One of the most scandalous abuses of AI has been a company called Cambridge Analytica, which was involved in getting Trump elected president, and they were also involved in "electing" dubious people to power in Africa. They have artificial intelligence algorithms that use Facebook, get to know people there, and find easily influenced users. And it's scary.
Wait, you said you were hopeful.
Yes. I am hopeful because now we all know that while technology has many benefits, it also has negative side effects. We are smarter now, and when I read articles or talk to people about AI, they are cautiously optimistic.
It has been said that Estonia would not be able to go back to paper governance, there are simply no resources for that. Is it the right way to burn bridges and depend on servers, databases and artificial intelligence instead of tangible materials?

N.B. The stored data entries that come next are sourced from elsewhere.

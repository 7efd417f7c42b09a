//! Web server

use crate::cli;

use std::{net::SocketAddr, process::exit, str::FromStr, time::Duration};

use axum_server::{tls_rustls::RustlsConfig, Handle};
use expanduser::expanduser;
use tokio::signal;

/// Serve the rental API service
///
/// # Arguments
///
/// * `args`: Command line arguments
/// * `service`: The [crate::app::Service] to serve
pub async fn serve(args: &cli::CommandLineArgs, service: crate::app::Service) {
    let addr = SocketAddr::from_str(&format!("{}:{}", args.host, args.port))
        .expect("invalid host name, IP address or port number");

    // Catch ctrl+c and try to shutdown gracefully
    let handle = Handle::new();
    tokio::spawn(shutdown_signal(
        handle.clone(),
        args.graceful_shutdown_timeout,
    ));

    if args.https {
        // Expand files
        let abs_cert_file = expanduser(&args.cert_file)
            .expect("Failed to expand ~ to user name. Please provide an absolute path instead.")
            .canonicalize()
            .expect("failed to determine absolute path to TLS cerficate file");
        let abs_key_file = expanduser(&args.key_file)
            .expect("Failed to expand ~ to user name. Please provide an absolute path instead.")
            .canonicalize()
            .expect("failed to determine absolute path to TLS key file");
        // Check files exist
        if !abs_cert_file.exists() {
            println!(
                "TLS certificate file expected at '{}' but not found.",
                abs_cert_file.display()
            );
            exit(1)
        }
        if !abs_key_file.exists() {
            println!(
                "TLS key file expected at '{}' but not found.",
                abs_key_file.display()
            );
            exit(1)
        }
        // Set up TLS config
        let tls_config = RustlsConfig::from_pem_file(abs_cert_file, abs_key_file)
            .await
            .expect("Failed to load TLS certificate files");
        // run HTTPS server with hyper
        axum_server::bind_rustls(addr, tls_config)
            .handle(handle)
            .serve(service.into_make_service())
            .await
            .expect("HTTPS server failed");
    } else {
        // run HTTP server with hyper
        axum_server::bind(addr)
            .handle(handle)
            .serve(service.into_make_service())
            .await
            .expect("HTTP server failed");
    }
}

/// Graceful shutdown handler
///
/// Installs signal handlers to catch Ctrl-C or SIGTERM and trigger a graceful shutdown.
async fn shutdown_signal(handle: Handle, timeout: u64) {
    let ctrl_c = async {
        signal::ctrl_c()
            .await
            .expect("failed to install Ctrl+C handler");
    };

    #[cfg(unix)]
    let terminate = async {
        signal::unix::signal(signal::unix::SignalKind::terminate())
            .expect("failed to install signal handler")
            .recv()
            .await;
    };

    #[cfg(not(unix))]
    let terminate = std::future::pending::<()>();

    tokio::select! {
        _ = ctrl_c => {},
        _ = terminate => {},
    }

    println!("signal received, starting graceful shutdown");
    handle.graceful_shutdown(Some(Duration::from_secs(timeout)));
}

My experiences with the Estonian government and e-state have been extremely positive, the people who work with it are very good, responsible and talented, so I think we are in a good place. But I’m worried about the future, there is a lot of pressure to use artificial intelligence and I hope we have good people for it. That is why it is so important that we constantly "produce" new top specialists here: the country needs data scientists, artificial intelligence scientists, especially those who focus on security and ethics, i.e. the foundations of reliability.
And so we got back to the beginning. You speak very patriotically about Estonia. How Estonian have you become in four years?
There is a lot to love in Estonia. It is safe and cozy here and I really like Estonian food. My favorite parts from three directions meet here: fish culture from Scandinavia, various sausages from German cuisine and all kinds of salads from Slavic cuisine.
I like the sauna too and thank heavens there’s finally some more daylight again. The darkness is quite terrible, but then again the summer in Estonia is absolutely wonderful, lots of Sun and that Jaanipäev vibes where everyone is happy... Maybe when I'm famous and rich enough, I'll live half the year in Estonia and half somewhere in the south... But it would be cheating, yin and yang work only together. I guess if you're not suffering and stressed of the darkness in January, Jaanipäev can’t make you so happy either.
And something here reminds me of my childhood in Poland. I like that children can walk on the streets on their own. In Anglo-Saxon countries it is considered dangerous. During my childhood in Gdansk, after school we played outside with our friends, made big fires, and at six o'clock mothers started calling their children to dinner from the windows. In Australia, I had to go straight home from school and the only time I got together with my friends was when we went to overnight visit. I like the sense of security in Estonia, which is given by the freedom of children to move around on their own.